Phase 6: Operations & Retirement

  1. Continuous monitoring of performance, drift, and security indicators.
  2. Periodic model retraining and performance review.
  3. Change management for model updates, retraining, or configuration changes.
  4. Formal retirement process when system is decommissioned, including data archival and model deletion.
  5. Post-implementation review and lessons learned documentation.
PhaseKey DeliverableApproverTimeline
InitiationAI Project CharterAI Steering Committee2-4 weeks
PlanningAI Risk Assessment & Project PlanCIO / CRO4-8 weeks
DevelopmentTrained Model & Code RepositoryAI Technical Lead8-16 weeks
ValidationValidation Report & Model CardAI Ethics Board4-6 weeks
DeploymentProduction Release ApprovalExecutive Sponsor2-4 weeks
OperationsMonthly Performance ReportAI Operations ManagerOngoing

Secure Development Lifecycle

The Secure Development Lifecycle (SDLC) for AI extends traditional software security practices to address AI-specific risks including model vulnerabilities, data poisoning, prompt injection, and supply chain attacks.

Security Requirements

  • All AI projects must complete a threat model during the design phase.
  • Security requirements must be documented and traceable to specific AI risks.
  • Adversarial testing must be included in test plans for all production AI systems.
  • Third-party models and APIs must undergo vendor security assessment before use.

Secure Coding Practices

  • Input validation and sanitisation for all user-provided prompts and data.
  • Output encoding to prevent injection attacks via AI-generated content.
  • Least-privilege access for model inference APIs and training pipelines.
  • Secrets management — no API keys or credentials in code repositories.
  • Dependency scanning for ML frameworks, libraries, and container images.

Code Review Requirements

Review TypeScopeReviewerFrequency
Peer ReviewAll code commitsSenior DeveloperEvery commit
Security ReviewAuthentication, API, data handlingSecurity ArchitectWeekly
Prompt ReviewAll system prompts and templatesAI Ethics OfficerEvery change
Model ReviewTraining code, configs, hyperparametersML EngineerPre-release
Architecture ReviewSystem design, integrationsEnterprise ArchitectMilestone

Documentation Standards

Comprehensive documentation ensures AI systems are maintainable, auditable, and transferable.
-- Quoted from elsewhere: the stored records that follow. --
use std::collections::{BTreeMap, BTreeSet};

use chrono::{DateTime, Duration, Utc};
use thiserror::Error;

use crate::model::ids::QuestionNumber;
use crate::model::question_map::QuestionMap;
use crate::model::settings::{TestSettings, TimeLimit};

/// Length of the question slide transition. Navigation requests arriving sooner
/// than this after an accepted one are dropped.
pub const NAVIGATION_DEBOUNCE_MS: i64 = 500;

//
// ─── ERRORS ────────────────────────────────────────────────────────────────────
//

#[derive(Debug, Error, Clone, Copy, PartialEq, Eq)]
#[non_exhaustive]
pub enum SessionStateError {
    #[error("session has already been started")]
    AlreadyStarted,
    #[error("session is not running")]
    NotRunning,
}

//
// ─── STATE ─────────────────────────────────────────────────────────────────────
//

/// Lifecycle of a test attempt. There is no way back from `Finished` or `Abandoned`.
#[derive(Debug, Clone, Copy, PartialEq, Eq)]
pub enum SessionPhase {
    NotStarted,
    Running,
    Finished,
    Abandoned,
}

#[derive(Debug, Clone, Copy, PartialEq, Eq)]
pub enum QuestionTimer {
    Active,
    Inactive,
}

/// Everything the session owns for a single question.
#[derive(Debug, Clone, PartialEq, Eq)]
pub struct QuestionState {
    answer: Option<String>,
    elapsed_secs: u32,
    doubt: bool,
    timer: QuestionTimer,
}

impl QuestionState {
    fn new() -> Self {
        Self {
            answer: None,
            elapsed_secs: 0,
            doubt: false,
            timer: QuestionTimer::Inactive,
        }
    }

    #[must_use]
    pub fn answer(&self) -> Option<&str> {
        self.answer.as_deref()
    }

    #[must_use]
    pub fn elapsed_secs(&self) -> u32 {
        self.elapsed_secs
    }

    #[must_use]
    pub fn is_doubted(&self) -> bool {
        self.doubt
    }

    #[must_use]
    pub fn timer(&self) -> QuestionTimer {
        self.timer
    }
}

/// Whole-test counter: counts up for untimed tests, down from the limit otherwise.
#[derive(Debug, Clone, Copy, PartialEq, Eq)]
pub enum OverallClock {
    CountUp { elapsed: u32 },
    CountDown { remaining: u32, limit: u32 },
}

impl OverallClock {
    fn for_limit(limit: TimeLimit) -> Self {
        match limit {
            TimeLimit::Untimed => Self::CountUp { elapsed: 0 },
            TimeLimit::Minutes(_) => Self::CountDown {
                remaining: limit.as_secs(),
                limit: limit.as_secs(),
            },
        }
    }

    /// Seconds shown on the overall timer.
    #[must_use]
    pub fn display_secs(&self) -> u32 {
        match self {
            Self::CountUp { elapsed } => *elapsed,
            Self::CountDown { remaining, .. } => *remaining,
        }
    }

    /// Seconds consumed so far.
    #[must_use]
    pub fn used_secs(&self) -> u32 {
        match self {
            Self::CountUp { elapsed } => *elapsed,
            Self::CountDown { remaining, limit } => limit.saturating_sub(*remaining),
        }
    }
}

//
// ─── EVENTS ────────────────────────────────────────────────────────────────────
//

/// Changes a presentation layer reacts to. Operations that change nothing emit
/// nothing.
#[derive(Debug, Clone, PartialEq, Eq)]
pub enum SessionEvent {
    AnswerChanged {
        question: QuestionNumber,
        previous: Option<String>,
        answer: String,
    },
    QuestionNavigated {
        from: QuestionNumber,
        to: QuestionNumber,
    },
    DoubtToggled {
        question: QuestionNumber,
        doubted: bool,
    },
    Ticked {
        display_secs: u32,
    },
    QuestionTicked {
        question: QuestionNumber,
        elapsed_secs: u32,
    },
    Finished(SessionOutcome),
}

/// Payload of a finished attempt, before an answer key and name are attached.
#[derive(Debug, Clone, PartialEq, Eq)]
pub struct SessionOutcome {
    pub settings: TestSettings,
    pub answers: QuestionMap<Option<String>>,
    pub per_question_secs: QuestionMap<u32>,
    pub doubts: BTreeSet<QuestionNumber>,
    pub total_used_secs: u32,
    pub time_up: bool,
}

impl SessionOutcome {
    #[must_use]
    pub fn unanswered(&self) -> Vec<QuestionNumber> {
        self.answers
            .iter()
            .filter(|(_, a)| a.is_none())
            .map(|(q, _)| q)
            .collect()
    }
}

/// Counts for a status line.
#[derive(Debug, Clone, Copy, PartialEq, Eq)]
pub struct SessionProgress {
    pub total: usize,
    pub answered: usize,
    pub doubted: usize,
    pub current: QuestionNumber,
}

//
// ─── SESSION ───────────────────────────────────────────────────────────────────
//

/// Timing and answer state of one attempt.
///
/// Time never comes from inside: ticks are delivered by the caller once per second
/// and navigation receives the caller's `now` for the debounce window.
#[derive(Debug, Clone)]
pub struct TestSession {
    settings: TestSettings,
    phase: SessionPhase,
    questions: BTreeMap<QuestionNumber, QuestionState>,
    current: QuestionNumber,
    clock: OverallClock,
    last_navigation: Option<DateTime<Utc>>,
}

impl TestSession {
    /// Build a session that has not started yet.
    #[must_use]
    pub fn new(settings: TestSettings) -> Self {
        let questions = settings
            .range()
            .iter()
            .map(|q| (q, QuestionState::new()))
            .collect();
        Self {
            current: settings.first_question(),
            clock: OverallClock::for_limit(settings.time_limit()),
            settings,
            phase: SessionPhase::NotStarted,
            questions,
            last_navigation: None,
        }
    }

    /// Start the overall timer and the first question's timer.
    ///
    /// # Errors
    ///
    /// Returns `SessionStateError::AlreadyStarted` if the session left `NotStarted`.
    pub fn start(&mut self) -> Result<(), SessionStateError> {
        if self.phase != SessionPhase::NotStarted {
            return Err(SessionStateError::AlreadyStarted);
        }
        self.phase = SessionPhase::Running;
        self.set_timer(self.current, QuestionTimer::Active);
        Ok(())
    }

    // Accessors
    #[must_use]
    pub fn settings(&self) -> &TestSettings {
        &self.settings
    }

    #[must_use]
    pub fn phase(&self) -> SessionPhase {
        self.phase
    }

    #[must_use]
    pub fn is_running(&self) -> bool {
        self.phase == SessionPhase::Running
    }

    #[must_use]
    pub fn current_question(&self) -> QuestionNumber {
        self.current
    }

    #[must_use]
    pub fn question(&self, question: QuestionNumber) -> Option<&QuestionState> {
        self.questions.get(&question)
    }

    #[must_use]
    pub fn answer(&self, question: QuestionNumber) -> Option<&str> {
        self.questions.get(&question).and_then(QuestionState::answer)
    }

    #[must_use]
    pub fn overall_clock(&self) -> OverallClock {
        self.clock
    }

    #[must_use]
    pub fn display_secs(&self) -> u32 {
        self.clock.display_secs()
    }

    #[must_use]
    pub fn doubts(&self) -> BTreeSet<QuestionNumber> {
        self.questions
            .iter()
            .filter(|(_, s)| s.doubt)
            .map(|(q, _)| *q)
            .collect()
    }

    #[must_use]
    pub fn active_timer_count(&self) -> usize {
        self.questions
            .values()
            .filter(|s| s.timer == QuestionTimer::Active)
            .count()
    }

    #[must_use]
    pub fn is_last(&self, question: QuestionNumber) -> bool {
        question == self.settings.range().last()
    }

    #[must_use]
    pub fn unanswered(&self) -> Vec<QuestionNumber> {
        self.questions
            .iter()
            .filter(|(_, s)| s.answer.is_none())
            .map(|(q, _)| *q)
            .collect()
    }

    #[must_use]
    pub fn progress(&self) -> SessionProgress {
        SessionProgress {
            total: self.questions.len(),
            answered: self.questions.values().filter(|s| s.answer.is_some()).count(),
            doubted: self.questions.values().filter(|s| s.doubt).count(),
            current: self.current,
        }
    }

    /// Record `label` for `question`.
    ///
    /// Unknown questions or labels are ignored. With auto-advance on, answering the
    /// current question moves to the next one (still subject to the debounce).
    pub fn select_answer(
        &mut self,
        question: QuestionNumber,
        label: &str,
        now: DateTime<Utc>,
    ) -> Vec<SessionEvent> {
        if !self.is_running() || !self.settings.options().contains(label) {
            return Vec::new();
        }
        let Some(state) = self.questions.get_mut(&question) else {
            return Vec::new();
        };

        let previous = state.answer.replace(label.to_owned());
        let mut events = vec![SessionEvent::AnswerChanged {
            question,
            previous,
            answer: label.to_owned(),
        }];

        if self.settings.display().auto_advance
            && question == self.current
            && !self.is_last(question)
        {
            events.extend(self.next(now));
        }
        events
    }

    /// Show `question`, moving the per-question timer with it.
    pub fn navigate_to(&mut self, question: QuestionNumber, now: DateTime<Utc>) -> Vec<SessionEvent> {
        if !self.is_running() || !self.settings.range().contains(question) {
            return Vec::new();
        }
        if let Some(last) = self.last_navigation {
            if now - last < Duration::milliseconds(NAVIGATION_DEBOUNCE_MS) {
                return Vec::new();
            }
        }

        let from = self.current;
        self.set_timer(from, QuestionTimer::Inactive);
        self.set_timer(question, QuestionTimer::Active);
        self.current = question;
        self.last_navigation = Some(now);

        vec![SessionEvent::QuestionNavigated { from, to: question }]
    }

    pub fn next(&mut self, now: DateTime<Utc>) -> Vec<SessionEvent> {
        match self.current.checked_offset(1) {
            Some(q) => self.navigate_to(q, now),
            None => Vec::new(),
        }
    }

    pub fn previous(&mut self, now: DateTime<Utc>) -> Vec<SessionEvent> {
        match self.current.checked_offset(-1) {
            Some(q) => self.navigate_to(q, now),
            None => Vec::new(),
        }
    }

    /// Flip the doubt mark. Unanswered questions cannot be doubted.
    pub fn toggle_doubt(&mut self, question: QuestionNumber) -> Vec<SessionEvent> {
        if !self.is_running() {
            return Vec::new();
        }
        let Some(state) = self.questions.get_mut(&question) else {
            return Vec::new();
        };
        if state.answer.is_none() {
            return Vec::new();
        }
        state.doubt = !state.doubt;
        vec![SessionEvent::DoubtToggled {
            question,
            doubted: state.doubt,
        }]
    }

    /// One second of the overall timer. A countdown reaching zero finishes the
    /// session on the spot.
    pub fn on_tick(&mut self) -> Vec<SessionEvent> {
        if !self.is_running() {
            return Vec::new();
        }

        let time_up = match &mut self.clock {
            OverallClock::CountUp { elapsed } => {
                *elapsed = elapsed.saturating_add(1);
                false
            }
            OverallClock::CountDown { remaining, .. } => {
                *remaining = remaining.saturating_sub(1);
                *remaining == 0
            }
        };

        let mut events = vec![SessionEvent::Ticked {
            display_secs: self.clock.display_secs(),
        }];
        if time_up {
            events.push(SessionEvent::Finished(self.complete(true)));
        }
        events
    }

    /// One second of the current question's timer.
    pub fn on_question_tick(&mut self) -> Vec<SessionEvent> {
        if !self.is_running() {
            return Vec::new();
        }
        let question = self.current;
        let Some(state) = self.questions.get_mut(&question) else {
            return Vec::new();
        };
        if state.timer != QuestionTimer::Active {
            return Vec::new();
        }
        state.elapsed_secs = state.elapsed_secs.saturating_add(1);
        vec![SessionEvent::QuestionTicked {
            question,
            elapsed_secs: state.elapsed_secs,
        }]
    }

    /// Stop every timer and hand back the result payload.
    ///
    /// Asking about unanswered questions is the caller's job before `time_up = false`.
    ///
    /// # Errors
    ///
    /// Returns `SessionStateError::NotRunning` outside the `Running` phase.
    pub fn finish(&mut self, time_up: bool) -> Result<SessionOutcome, SessionStateError> {
        if !self.is_running() {
            return Err(SessionStateError::NotRunning);
        }
        Ok(self.complete(time_up))
    }

    /// Abandon the attempt. Nothing is kept.
    ///
    /// # Errors
    ///
    /// Returns `SessionStateError::NotRunning` outside the `Running` phase.
    pub fn cancel(&mut self) -> Result<(), SessionStateError> {
        if !self.is_running() {
            return Err(SessionStateError::NotRunning);
        }
        self.stop_all_timers();
        self.phase = SessionPhase::Abandoned;
        Ok(())
    }

    fn complete(&mut self, time_up: bool) -> SessionOutcome {
        self.stop_all_timers();
        self.phase = SessionPhase::Finished;

        SessionOutcome {
            settings: self.settings.clone(),
            answers: self
                .questions
                .iter()
                .map(|(q, s)| (*q, s.answer.clone()))
                .collect(),
            per_question_secs: self
                .questions
                .iter()
                .map(|(q, s)| (*q, s.elapsed_secs))
                .collect(),
            doubts: self.doubts(),
            total_used_secs: self.clock.used_secs(),
            time_up,
        }
    }

    fn set_timer(&mut self, question: QuestionNumber, timer: QuestionTimer) {
        if let Some(state) = self.questions.get_mut(&question) {
            state.timer = timer;
        }
    }

    fn stop_all_timers(&mut self) {
        for state in self.questions.values_mut() {
            state.timer = QuestionTimer::Inactive;
        }
    }
}

//
// ─── TESTS ─────────────────────────────────────────────────────────────────────
//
All AI projects must produce the following documentation deliverables.

Required Documentation

AI Project Charter — scope, objectives, stakeholders, budget, timeline
AI Risk Assessment — identified risks, controls, residual risk ratings
Data Governance Plan — data sources, classification, lineage, quality metrics
Model Card — model purpose, architecture, training data, performance metrics, limitations
System Architecture Diagram — components, data flows, integrations, security boundaries
Prompt Registry — all system prompts, versions, approval history
API Documentation — endpoints, authentication, rate limits, error codes
User Guide — intended use, constraints, known failure modes, escalation procedures
Operations Runbook — deployment procedures, monitoring, incident response steps
Retirement Plan — data archival, model deletion, compliance requirements

Model Card Template

Model Cards must follow the CSA Model Card Template (Template T-008) and include: model identifier, version, creation date, intended use, training dataset summary, performance benchmarks, ethical considerations, known limitations, and approval signatures.